Terbium 161 for Targeted Radionuclide Therapy in Oncology


Terbium-161 is a promising candidate for clinical translation because it emits short-ranged conversion and Auger electrons in addition to β¯-particles and γ-radiation, which may effectively eliminate microscopic metastases that are not even visible on a PET image but are responsible for relapse and metastatic spread [1].

Dosimetric evaluation of the therapeutic efficiency of 161Tb and 177Lu was performed by calculating the ratio of the absorbed dose to tumors and normal tissue for each radionuclide as a function of tumor size. The results of this evaluation showed that 161Tb provides higher-energy transfer in small volumes compared to 177 Lu, due to the high component of conversion and Auger electrons. This suggests that 161Tb-labeled compounds may have higher antitumor efficiency, especially for the treatment of small tumor cell clusters or even in the targeting of single cells [2].

In-vitro studies have also revealed that Terbium-161 is more effective than Lutetium-177 in reducing the viability and survival of tumor cells [1].

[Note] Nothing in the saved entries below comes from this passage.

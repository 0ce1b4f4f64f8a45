//! Model, adapter, and fusion configuration.

use std::collections::HashMap;

use serde::{Deserialize, Serialize};

/// Backbone configuration for an encoder model.
#[derive(Debug, Clone, Deserialize)]
pub struct ModelConfig {
    pub hidden_size: usize,
    pub num_attention_heads: usize,
    pub num_hidden_layers: usize,
    pub intermediate_size: usize,
    pub vocab_size: usize,
    pub max_position_embeddings: usize,
    pub hidden_act: String,
    pub layer_norm_eps: f64,

    #[serde(flatten)]
    pub extra: serde_json::Map<String, serde_json::Value>,
}

impl Default for ModelConfig {
    fn default() -> Self {
        Self {
            hidden_size: 768,
            num_attention_heads: 12,
            num_hidden_layers: 12,
            intermediate_size: 3072,
            vocab_size: 30522,
            max_position_embeddings: 512,
            hidden_act: "gelu".to_string(),
            layer_norm_eps: 1e-12,
            extra: serde_json::Map::new(),
        }
    }
}

impl ModelConfig {
    pub fn head_dim(&self) -> usize {
        self.hidden_size / self.num_attention_heads
    }
}

/// The two adapter sites inside an encoder block.
#[derive(Debug, Clone, Copy, PartialEq, Eq)]
pub enum AdapterLocation {
    /// After the multi-head attention output projection.
    MultiHead,
    /// After the feed-forward output projection.
    Output,
}

/// Configuration of a single named adapter. Immutable once registered.
#[derive(Debug, Clone, Serialize, Deserialize)]
pub struct AdapterConfig {
    /// Bottleneck ratio: the down projection maps to
    /// `hidden_size / reduction_factor`.
    pub reduction_factor: usize,
    /// Non-linearity between the down and up projections.
    pub non_linearity: String,
    /// Layer norm inside the adapter, before the down projection.
    #[serde(default)]
    pub ln_before: bool,
    /// Layer norm inside the adapter, after the up projection.
    #[serde(default)]
    pub ln_after: bool,
    /// Whether the adapter adds its residual input before its own
    /// post-norm (when `ln_after` is set) or after.
    #[serde(default = "default_true")]
    pub adapter_residual_before_ln: bool,
    /// Whether the block-level residual branch is captured before the
    /// block's layer norm.
    #[serde(default = "default_true")]
    pub residual_before_ln: bool,
    /// Whether the block applies its residual + layer norm before adapter
    /// processing.
    #[serde(default = "default_true")]
    pub original_ln_before: bool,
    /// Whether the block applies its residual + layer norm after adapter
    /// processing.
    #[serde(default = "default_true")]
    pub original_ln_after: bool,
    /// Place an adapter module at the attention output site.
    #[serde(default)]
    pub mh_adapter: bool,
    /// Place an adapter module at the feed-forward output site.
    #[serde(default = "default_true")]
    pub output_adapter: bool,
    /// Layer indices excluded from hosting this adapter.
    #[serde(default)]
    pub leave_out: Vec<usize>,
}

fn default_true() -> bool {
    true
}

impl Default for AdapterConfig {
    fn default() -> Self {
        Self::pfeiffer()
    }
}

impl AdapterConfig {
    /// Single-site bottleneck adapter at the feed-forward output, relu
    /// non-linearity, reduction 16.
    pub fn pfeiffer() -> Self {
        Self {
            reduction_factor: 16,
            non_linearity: "relu".to_string(),
            ln_before: false,
            ln_after: false,
            adapter_residual_before_ln: true,
            residual_before_ln: true,
            original_ln_before: true,
            original_ln_after: true,
            mh_adapter: false,
            output_adapter: true,
            leave_out: Vec::new(),
        }
    }

    /// Two-site bottleneck adapter (attention and feed-forward outputs),
    /// swish non-linearity, reduction 16.
    pub fn houlsby() -> Self {
        Self {
            reduction_factor: 16,
            non_linearity: "swish".to_string(),
            ln_before: false,
            ln_after: false,
            adapter_residual_before_ln: true,
            residual_before_ln: true,
            original_ln_before: false,
            original_ln_after: true,
            mh_adapter: true,
            output_adapter: true,
            leave_out: Vec::new(),
        }
    }

    /// Whether this adapter places a module at the given site.
    pub fn placed_at(&self, location: AdapterLocation) -> bool {
        match location {
            AdapterLocation::MultiHead => self.mh_adapter,
            AdapterLocation::Output => self.output_adapter,
        }
    }
}

/// Configuration shared by all fusion modules of a model.
#[derive(Debug, Clone, Serialize, Deserialize)]
pub struct FusionConfig {
    /// Project the query input.
    #[serde(default = "default_true")]
    pub query: bool,
    /// Project the stacked keys.
    #[serde(default = "default_true")]
    pub key: bool,
    /// Project the stacked values (unbiased projection).
    #[serde(default = "default_true")]
    pub value: bool,
    /// Capture the fusion query before the block's layer norm.
    #[serde(default = "default_true")]
    pub query_before_ln: bool,
    /// Include the value projections in the regularization aggregate.
    #[serde(default = "default_true")]
    pub regularization: bool,
}

impl Default for FusionConfig {
    fn default() -> Self {
        Self {
            query: true,
            key: true,
            value: true,
            query_before_ln: true,
            regularization: true,
        }
    }
}

/// Registry of adapter configurations plus the model-wide fusion
/// configuration. Blocks consult this when creating modules and on every
/// composed forward pass.
#[derive(Debug, Clone, Default)]
pub struct AdapterConfigs {
    adapters: HashMap<String, AdapterConfig>,
    fusion: Option<FusionConfig>,
}

impl AdapterConfigs {
    pub fn new() -> Self {
        Self::default()
    }

    /// Register a configuration under an adapter name. Overwrites any
    /// previous entry; callers guard against duplicates.
    pub fn add(&mut self, name: impl Into<String>, config: AdapterConfig) {
        self.adapters.insert(name.into(), config);
    }

    pub fn get(&self, name: &str) -> Option<&AdapterConfig> {
        self.adapters.get(name)
    }

    pub fn contains(&self, name: &str) -> bool {
        self.adapters.contains_key(name)
    }

    pub fn names(&self) -> impl Iterator<Item = &str> {
        self.adapters.keys().map(|s| s.as_str())
    }

    /// The placement flag shared by all named adapters at a site, or None
    /// if any adapter is unknown or the adapters disagree. Fusion modules
    /// are only created at sites where this returns `Some(true)`.
    pub fn common_location_value(
        &self,
        names: &[String],
        location: AdapterLocation,
    ) -> Option<bool> {
        let mut common = None;
        for name in names {
            let placed = self.get(name)?.placed_at(location);
            match common {
                None => common = Some(placed),
                Some(prev) if prev != placed => return None,
                Some(_) => {}
            }
        }
        common
    }

    pub fn fusion(&self) -> Option<&FusionConfig> {
        self.fusion.as_ref()
    }

    pub fn set_fusion(&mut self, config: FusionConfig) {
        self.fusion = Some(config);
    }
}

The challenges in the use of terbium radioisotopes

The main challenge for in-vivo use of terbium radioisotopes is to produce them in sufficient quantities [3].  Neither light-charged particles nor heavy ion activation is suitable for large-scale production of neutron-deficient terbium nuclides. Three technological factors: (i) enrichment of stable isotopes to a sufficient level, (ii) non-availability of higher energies in commercial cyclotrons, and (iii) non-availability of the isotope separation technique coupled with commercial accelerators, limit the large-scale production of terbium radionuclides by light-charged particle activation. If, in the future, the technology was to overcome these hurdles, then the light-charged particle activation of enriched targets would produce a large amount of useful terbium radionuclides. On the other hand, to date, the spallation reaction, coupled with an online isotope separator, has been found suitable for such a requirement, which has been adopted by the CERN MEDICIS program [3].

In practice, 161Tb can be produced by neutron irradiation of highly enriched 160Gd targets. The radionuclide obtained after radiochemical processing exhibits very highly specific activity and chemical purity [3]. The specific activity achievable is affected by the presence of stable isotopes, such as 158Gd,   which decreases the specific activity of 161Tb that is technically achievable [3]. As for its chemical properties, the physical and chemical characteristics of 161Tb can be useful in improving the therapeutic efficiency of applications in the context of existing radiolabeling chemistry and targeting strategies, for the development of new metallo-radio-pharmaceuticals. It is important to note that following the beta decay of 161Tb, a significant number of conversion and Auger electrons are emitted, which contribute 27% of the beta energy but provide much higher local dose density due to their shorter range in tissue (0.5–30 μm). This means that the therapeutic efficiency of 161Tb provides two to three times higher-energy transfer in small volumes (10–100 μm) Compared to 177Lu, due to the key components of conversion and Auger electrons.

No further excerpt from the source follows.